Project Manager, Dionne Fonoti, said in a presentation in February that in addition to all the benefits that come with finally having such a database, it was perhaps the increase of interest and enrollments of students in the archeology programme that the University was most impressed with.
“The most exciting thing for us at N.U.S. is the way that our numbers of students studying archeology have quadrupled,” said Ms. Fonoti. “The interest in archeology and interest cultural heritage has basically multiplied exponentially.
“Three years ago we had no more than 10 students in our classes and now we have numbers over 40 up to 50 students who are enrolled and involved in this research. And I think it’s certainly because we now have the special opportunity to study Samoa’s past and to literally walk in it. That’s what the database represents for us.”
Having no central database of archeological sites or historic places, presented a significant disadvantage for the protection, conservation and management of Samoa’s archeological and historic heritage.
However Project Director, Professor Meleisea Leasiolagi Malama Meleisea, pointed out in a presentation in February that while there was still more work to be done, the project had sparked the community’s interest again in preserving and protecting their cultural heritage.

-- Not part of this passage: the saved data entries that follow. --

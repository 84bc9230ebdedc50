/// DDL owned by a record type
pub trait TableSchema {
    /// The table name in the database
    fn table_name() -> &'static str;

    /// Generate CREATE TABLE SQL statement
    fn create_table_sql() -> String;

    /// Generate DROP TABLE SQL statement
    fn drop_table_sql() -> String {
        format!("DROP TABLE IF EXISTS {}", Self::table_name())
    }
}
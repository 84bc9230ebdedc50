use crate::errors::TableError;
use crate::scan::Scannable;
use type_mapping::FieldMap;

/// A type that can be written to and read back from a table.
///
/// ```ignore
/// impl Record for Office {
///     fn from_row<S: Scannable>(row: &mut S) -> Result<Self, TableError> {
///         Ok(Self {
///             id: row.scan()?,
///             name: row.scan()?,
///             capacity: row.scan()?,
///         })
///     }
///
///     fn to_fields(&self) -> Result<FieldMap, TableError> {
///         Ok(fields! { "name" => self.name.as_str(), "capacity" => self.capacity })
///     }
/// }
/// ```
pub trait Record: Sized + Send + Sync {
    /// Build a record from a row, reading columns in the table's physical
    /// order (the order `SELECT *` returns them).
    fn from_row<S: Scannable>(row: &mut S) -> Result<Self, TableError>;

    /// Produce the write-set for an insert.
    ///
    /// May reject the record with [`TableError::Validation`]; the write is
    /// then aborted before any SQL is sent. Storage-generated columns such
    /// as a serial id are left out.
    fn to_fields(&self) -> Result<FieldMap, TableError>;
}
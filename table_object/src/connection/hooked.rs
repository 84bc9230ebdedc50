use async_trait::async_trait;
use hook_system::HookManager;
use type_mapping::PostgresValue;

use super::{Connection, QueryOutcome};
use crate::errors::TableError;
use crate::scan::SqlRow;

/// Connection wrapper running hooks around every statement.
///
/// Pre-hooks run before the statement is handed to the inner connection.
/// Post-hooks run once it was attempted, whatever the outcome.
#[derive(Debug)]
pub struct HookedConnection<C> {
    inner: C,
    hooks: HookManager,
}

impl<C: Connection> HookedConnection<C> {
    pub fn new(inner: C) -> Self {
        Self {
            inner,
            hooks: HookManager::new(),
        }
    }

    /// Register a hook run before every statement
    pub fn add_pre_hook<F>(&self, hook: F)
    where
        F: Fn(&str, &[PostgresValue]) + Send + Sync + 'static,
    {
        self.hooks.add_pre_hook(hook);
    }

    /// Register a hook run after every statement
    pub fn add_post_hook<F>(&self, hook: F)
    where
        F: Fn(&str, &[PostgresValue]) + Send + Sync + 'static,
    {
        self.hooks.add_post_hook(hook);
    }

    pub fn hooks(&self) -> &HookManager {
        &self.hooks
    }

    pub fn inner(&self) -> &C {
        &self.inner
    }
}

#[async_trait]
impl<C: Connection> Connection for HookedConnection<C> {
    async fn query_one(&self, sql: &str, args: &[PostgresValue]) -> Result<SqlRow, TableError> {
        self.hooks.run_pre(sql, args);
        let _post = self.hooks.post_guard(sql, args);
        self.inner.query_one(sql, args).await
    }

    async fn query_many(
        &self,
        sql: &str,
        args: &[PostgresValue],
    ) -> Result<Vec<SqlRow>, TableError> {
        self.hooks.run_pre(sql, args);
        let _post = self.hooks.post_guard(sql, args);
        self.inner.query_many(sql, args).await
    }

    async fn execute(&self, sql: &str, args: &[PostgresValue]) -> Result<QueryOutcome, TableError> {
        self.hooks.run_pre(sql, args);
        let _post = self.hooks.post_guard(sql, args);
        self.inner.execute(sql, args).await
    }
}

#[cfg(test)]
mod tests {
    use super::*;
    use crate::testing::ScriptedConnection;
    use std::sync::{Arc, Mutex};

    fn logging(connection: &HookedConnection<ScriptedConnection>) -> Arc<Mutex<Vec<String>>> {
        let log = Arc::new(Mutex::new(Vec::new()));
        for label in ["pre-1", "pre-2"] {
            let log = log.clone();
            connection.add_pre_hook(move |sql, args| {
                log.lock().unwrap().push(format!("{} {} {}", label, sql, args.len()));
            });
        }
        for label in ["post-1", "post-2"] {
            let log = log.clone();
            connection.add_post_hook(move |sql, args| {
                log.lock().unwrap().push(format!("{} {} {}", label, sql, args.len()));
            });
        }
        log
    }

    #[tokio::test]
    async fn test_hooks_wrap_statement_in_order() {
        let connection = HookedConnection::new(ScriptedConnection::new());
        connection.inner().push_execute(Ok(QueryOutcome::new(3)));
        let log = logging(&connection);

        let args = [PostgresValue::from(7_i64)];
        let outcome = connection
            .execute("DELETE FROM users WHERE id = $1", &args)
            .await
            .unwrap();

        assert_eq!(outcome.rows_affected, 3);
        assert_eq!(
            *log.lock().unwrap(),
            vec![
                "pre-1 DELETE FROM users WHERE id = $1 1",
                "pre-2 DELETE FROM users WHERE id = $1 1",
                "post-1 DELETE FROM users WHERE id = $1 1",
                "post-2 DELETE FROM users WHERE id = $1 1",
            ]
        );
    }

    #[tokio::test]
    async fn test_post_hooks_run_when_driver_fails() {
        let connection = HookedConnection::new(ScriptedConnection::new());
        connection
            .inner()
            .push_query_one(Err(TableError::Database(sqlx::Error::RowNotFound)));
        let log = logging(&connection);

        let err = connection.query_one("SELECT * FROM users", &[]).await.unwrap_err();

        assert!(err.is_row_not_found());
        let log = log.lock().unwrap();
        assert_eq!(log.len(), 4);
        assert_eq!(log[3], "post-2 SELECT * FROM users 0");
    }

    #[tokio::test]
    async fn test_query_many_runs_hooks() {
        let connection = HookedConnection::new(ScriptedConnection::new());
        connection.inner().push_query_many(Ok(Vec::new()));
        let log = logging(&connection);

        let rows = connection.query_many("SELECT * FROM items", &[]).await.unwrap();

        assert!(rows.is_empty());
        assert_eq!(log.lock().unwrap().len(), 4);
        assert_eq!(connection.inner().statements().len(), 1);
    }
}
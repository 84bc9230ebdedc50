//! Traits for database operations
//!
//! This module contains the contracts between storable types, tables and
//! the connection they run on.

pub mod record;
pub mod table;
pub mod table_schema;

pub use record::Record;
pub use table::Table;
pub use table_schema::TableSchema;
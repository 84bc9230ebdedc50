use async_trait::async_trait;
use sqlx::postgres::{PgArguments, PgRow};
use sqlx::query::Query;
use sqlx::{Column, PgPool, Postgres, Row, TypeInfo};
use type_mapping::{NullKind, PostgresValue};

use super::{Connection, QueryOutcome};
use crate::errors::TableError;
use crate::scan::SqlRow;

/// [`Connection`] over a sqlx PostgreSQL pool
#[derive(Debug, Clone)]
pub struct PostgresConnection {
    pool: PgPool,
}

impl PostgresConnection {
    pub fn new(pool: PgPool) -> Self {
        Self { pool }
    }

    /// Get a reference to the underlying pool
    pub fn pool(&self) -> &PgPool {
        &self.pool
    }
}

#[async_trait]
impl Connection for PostgresConnection {
    async fn query_one(&self, sql: &str, args: &[PostgresValue]) -> Result<SqlRow, TableError> {
        let row = bind_all(sqlx::query(sql), args)
            .fetch_one(&self.pool)
            .await?;
        decode_row(&row)
    }

    async fn query_many(
        &self,
        sql: &str,
        args: &[PostgresValue],
    ) -> Result<Vec<SqlRow>, TableError> {
        let rows = bind_all(sqlx::query(sql), args)
            .fetch_all(&self.pool)
            .await?;
        rows.iter().map(decode_row).collect()
    }

    async fn execute(&self, sql: &str, args: &[PostgresValue]) -> Result<QueryOutcome, TableError> {
        let result = bind_all(sqlx::query(sql), args)
            .execute(&self.pool)
            .await?;
        Ok(QueryOutcome::new(result.rows_affected()))
    }
}

fn bind_all<'q>(
    query: Query<'q, Postgres, PgArguments>,
    args: &'q [PostgresValue],
) -> Query<'q, Postgres, PgArguments> {
    args.iter().fold(query, bind_value)
}

fn bind_value<'q>(
    query: Query<'q, Postgres, PgArguments>,
    value: &'q PostgresValue,
) -> Query<'q, Postgres, PgArguments> {
    match value {
        PostgresValue::Text(v) => query.bind(v.as_str()),
        PostgresValue::SmallInt(v) => query.bind(*v),
        PostgresValue::Integer(v) => query.bind(*v),
        PostgresValue::BigInt(v) => query.bind(*v),
        PostgresValue::Float(v) => query.bind(*v),
        PostgresValue::Boolean(v) => query.bind(*v),
        PostgresValue::Uuid(v) => query.bind(*v),
        PostgresValue::Timestamp(v) => query.bind(*v),
        PostgresValue::Json(v) => query.bind(sqlx::types::Json(v)),
        PostgresValue::Bytes(v) => query.bind(v.as_slice()),
        PostgresValue::Null(kind) => bind_null(query, *kind),
    }
}

fn bind_null<'q>(
    query: Query<'q, Postgres, PgArguments>,
    kind: NullKind,
) -> Query<'q, Postgres, PgArguments> {
    match kind {
        NullKind::Text => query.bind(None::<String>),
        NullKind::SmallInt => query.bind(None::<i16>),
        NullKind::Integer => query.bind(None::<i32>),
        NullKind::BigInt => query.bind(None::<i64>),
        NullKind::Float => query.bind(None::<f64>),
        NullKind::Boolean => query.bind(None::<bool>),
        NullKind::Uuid => query.bind(None::<uuid::Uuid>),
        NullKind::Timestamp => query.bind(None::<chrono::DateTime<chrono::Utc>>),
        NullKind::Json => query.bind(None::<sqlx::types::Json<serde_json::Value>>),
        NullKind::Bytes => query.bind(None::<Vec<u8>>),
    }
}

fn decode_row(row: &PgRow) -> Result<SqlRow, TableError> {
    let mut columns = Vec::with_capacity(row.len());
    let mut values = Vec::with_capacity(row.len());

    for (index, column) in row.columns().iter().enumerate() {
        values.push(decode_column(row, index, column.name(), column.type_info().name())?);
        columns.push(column.name().to_string());
    }

    Ok(SqlRow::new(columns, values))
}

fn decode_column(
    row: &PgRow,
    index: usize,
    column: &str,
    type_name: &str,
) -> Result<PostgresValue, TableError> {
    let (value, kind) = match type_name {
        "INT2" => (
            row.try_get::<Option<i16>, _>(index)?.map(PostgresValue::SmallInt),
            NullKind::SmallInt,
        ),
        "INT4" => (
            row.try_get::<Option<i32>, _>(index)?.map(PostgresValue::Integer),
            NullKind::Integer,
        ),
        "INT8" => (
            row.try_get::<Option<i64>, _>(index)?.map(PostgresValue::BigInt),
            NullKind::BigInt,
        ),
        "FLOAT4" => (
            row.try_get::<Option<f32>, _>(index)?
                .map(|v| PostgresValue::Float(f64::from(v))),
            NullKind::Float,
        ),
        "FLOAT8" => (
            row.try_get::<Option<f64>, _>(index)?.map(PostgresValue::Float),
            NullKind::Float,
        ),
        "BOOL" => (
            row.try_get::<Option<bool>, _>(index)?.map(PostgresValue::Boolean),
            NullKind::Boolean,
        ),
        "TEXT" | "VARCHAR" | "BPCHAR" | "NAME" => (
            row.try_get::<Option<String>, _>(index)?.map(PostgresValue::Text),
            NullKind::Text,
        ),
        "UUID" => (
            row.try_get::<Option<uuid::Uuid>, _>(index)?.map(PostgresValue::Uuid),
            NullKind::Uuid,
        ),
        "TIMESTAMPTZ" => (
            row.try_get::<Option<chrono::DateTime<chrono::Utc>>, _>(index)?
                .map(PostgresValue::Timestamp),
            NullKind::Timestamp,
        ),
        "TIMESTAMP" => (
            row.try_get::<Option<chrono::NaiveDateTime>, _>(index)?
                .map(|v| PostgresValue::Timestamp(v.and_utc())),
            NullKind::Timestamp,
        ),
        "JSON" | "JSONB" => (
            row.try_get::<Option<serde_json::Value>, _>(index)?
                .map(PostgresValue::Json),
            NullKind::Json,
        ),
        "BYTEA" => (
            row.try_get::<Option<Vec<u8>>, _>(index)?.map(PostgresValue::Bytes),
            NullKind::Bytes,
        ),
        other => {
            return Err(TableError::UnsupportedColumnType {
                column: column.to_string(),
                type_name: other.to_string(),
            })
        }
    };

    Ok(value.unwrap_or(PostgresValue::Null(kind)))
}
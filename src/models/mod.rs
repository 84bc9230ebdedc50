//! Sample models
//!
//! Records implementing the [`Record`](table_object::Record) contract by hand.

pub mod office;
pub mod user;

pub use office::Office;
pub use user::User;
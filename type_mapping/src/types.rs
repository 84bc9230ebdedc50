//! Type mapping definitions
//!
//! This module provides the runtime value type exchanged with PostgreSQL
//! and the conversions from plain Rust values into it.

use serde::{Deserialize, Serialize};
use std::collections::BTreeMap;
use uuid::Uuid;

/// PostgreSQL value used for bound arguments, field mappings and scanned columns
#[derive(Debug, Clone, PartialEq, Serialize, Deserialize)]
pub enum PostgresValue {
    Text(String),
    SmallInt(i16),
    Integer(i32),
    BigInt(i64),
    Float(f64),
    Boolean(bool),
    Uuid(Uuid),
    Timestamp(chrono::DateTime<chrono::Utc>),
    Json(serde_json::Value),
    Bytes(Vec<u8>),
    /// NULL, still carrying the column type it stands in for
    Null(NullKind),
}

/// Declared type of a NULL.
///
/// PostgreSQL types every bound parameter, so a NULL written into a BIGINT
/// column has to go out as a BIGINT NULL, not a TEXT one.
#[derive(Debug, Clone, Copy, PartialEq, Eq, Hash, Serialize, Deserialize)]
pub enum NullKind {
    Text,
    SmallInt,
    Integer,
    BigInt,
    Float,
    Boolean,
    Uuid,
    Timestamp,
    Json,
    Bytes,
}

/// Rust types that know which [`NullKind`] their `None` maps to
pub trait TypedNull {
    fn null_kind() -> NullKind;
}

/// Column name to value association, used both as a write-set and as a filter.
///
/// Keys are unique and iterate in sorted order, so generated SQL is stable
/// for a given mapping.
pub type FieldMap = BTreeMap<String, PostgresValue>;

impl PostgresValue {
    /// Name of the variant, used in conversion diagnostics
    pub fn type_name(&self) -> &'static str {
        match self {
            PostgresValue::Text(_) => "Text",
            PostgresValue::SmallInt(_) => "SmallInt",
            PostgresValue::Integer(_) => "Integer",
            PostgresValue::BigInt(_) => "BigInt",
            PostgresValue::Float(_) => "Float",
            PostgresValue::Boolean(_) => "Boolean",
            PostgresValue::Uuid(_) => "Uuid",
            PostgresValue::Timestamp(_) => "Timestamp",
            PostgresValue::Json(_) => "Json",
            PostgresValue::Bytes(_) => "Bytes",
            PostgresValue::Null(_) => "Null",
        }
    }

    pub fn is_null(&self) -> bool {
        matches!(self, PostgresValue::Null(_))
    }
}

/// Convert basic Rust types to PostgresValue
impl From<String> for PostgresValue {
    fn from(val: String) -> Self {
        PostgresValue::Text(val)
    }
}

impl From<&str> for PostgresValue {
    fn from(val: &str) -> Self {
        PostgresValue::Text(val.to_string())
    }
}

impl From<i16> for PostgresValue {
    fn from(val: i16) -> Self {
        PostgresValue::SmallInt(val)
    }
}

impl From<i32> for PostgresValue {
    fn from(val: i32) -> Self {
        PostgresValue::Integer(val)
    }
}

impl From<i64> for PostgresValue {
    fn from(val: i64) -> Self {
        PostgresValue::BigInt(val)
    }
}

impl From<f64> for PostgresValue {
    fn from(val: f64) -> Self {
        PostgresValue::Float(val)
    }
}

impl From<bool> for PostgresValue {
    fn from(val: bool) -> Self {
        PostgresValue::Boolean(val)
    }
}

impl From<Uuid> for PostgresValue {
    fn from(val: Uuid) -> Self {
        PostgresValue::Uuid(val)
    }
}

impl From<chrono::DateTime<chrono::Utc>> for PostgresValue {
    fn from(val: chrono::DateTime<chrono::Utc>) -> Self {
        PostgresValue::Timestamp(val)
    }
}

impl From<serde_json::Value> for PostgresValue {
    fn from(val: serde_json::Value) -> Self {
        PostgresValue::Json(val)
    }
}

impl From<Vec<u8>> for PostgresValue {
    fn from(val: Vec<u8>) -> Self {
        PostgresValue::Bytes(val)
    }
}

macro_rules! typed_null {
    ($($ty:ty => $kind:ident),+ $(,)?) => {
        $(
            impl TypedNull for $ty {
                fn null_kind() -> NullKind {
                    NullKind::$kind
                }
            }
        )+
    };
}

typed_null! {
    String => Text,
    &str => Text,
    i16 => SmallInt,
    i32 => Integer,
    i64 => BigInt,
    f64 => Float,
    bool => Boolean,
    Uuid => Uuid,
    chrono::DateTime<chrono::Utc> => Timestamp,
    serde_json::Value => Json,
    Vec<u8> => Bytes,
}

impl<T> From<Option<T>> for PostgresValue
where
    T: Into<PostgresValue> + TypedNull,
{
    fn from(val: Option<T>) -> Self {
        match val {
            Some(v) => v.into(),
            None => PostgresValue::Null(T::null_kind()),
        }
    }
}

#[cfg(test)]
mod tests {
    use super::*;

    #[test]
    fn test_none_keeps_its_type() {
        assert_eq!(
            PostgresValue::from(None::<i64>),
            PostgresValue::Null(NullKind::BigInt)
        );
        assert_eq!(
            PostgresValue::from(None::<bool>),
            PostgresValue::Null(NullKind::Boolean)
        );
        assert_eq!(
            PostgresValue::from(None::<&str>),
            PostgresValue::Null(NullKind::Text)
        );
        assert_eq!(
            PostgresValue::from(None::<chrono::DateTime<chrono::Utc>>),
            PostgresValue::Null(NullKind::Timestamp)
        );
        assert!(PostgresValue::from(None::<Uuid>).is_null());
        assert_eq!(PostgresValue::from(Some(3_i64)), PostgresValue::BigInt(3));
    }
}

“This project has fostered tremendous interest among the community. There is potential for community involvement in this kind of work and the preservation of the cultural heritage and perhaps promoting tourism.
“We are working with colleagues from the New Zealand High Commission who are here to help the S.T.A. with the promotion of Samoan tourism. There’s a lot of potential and we look forward to using the funds to continue the work we have done so far.”
The A.F.C.P. project was funded by the United States Department of State through the U.S Ambassadors Fund for Cultural Preservation. The project aimed to include G.P.S. mapping, the creation of G.I.S. database of over 700 sites from across the country and the collection/preservation of oral histories.
The Centre for Samoan Studies plans to continue the work by embarking on initiative to survey all the villages in Samoa.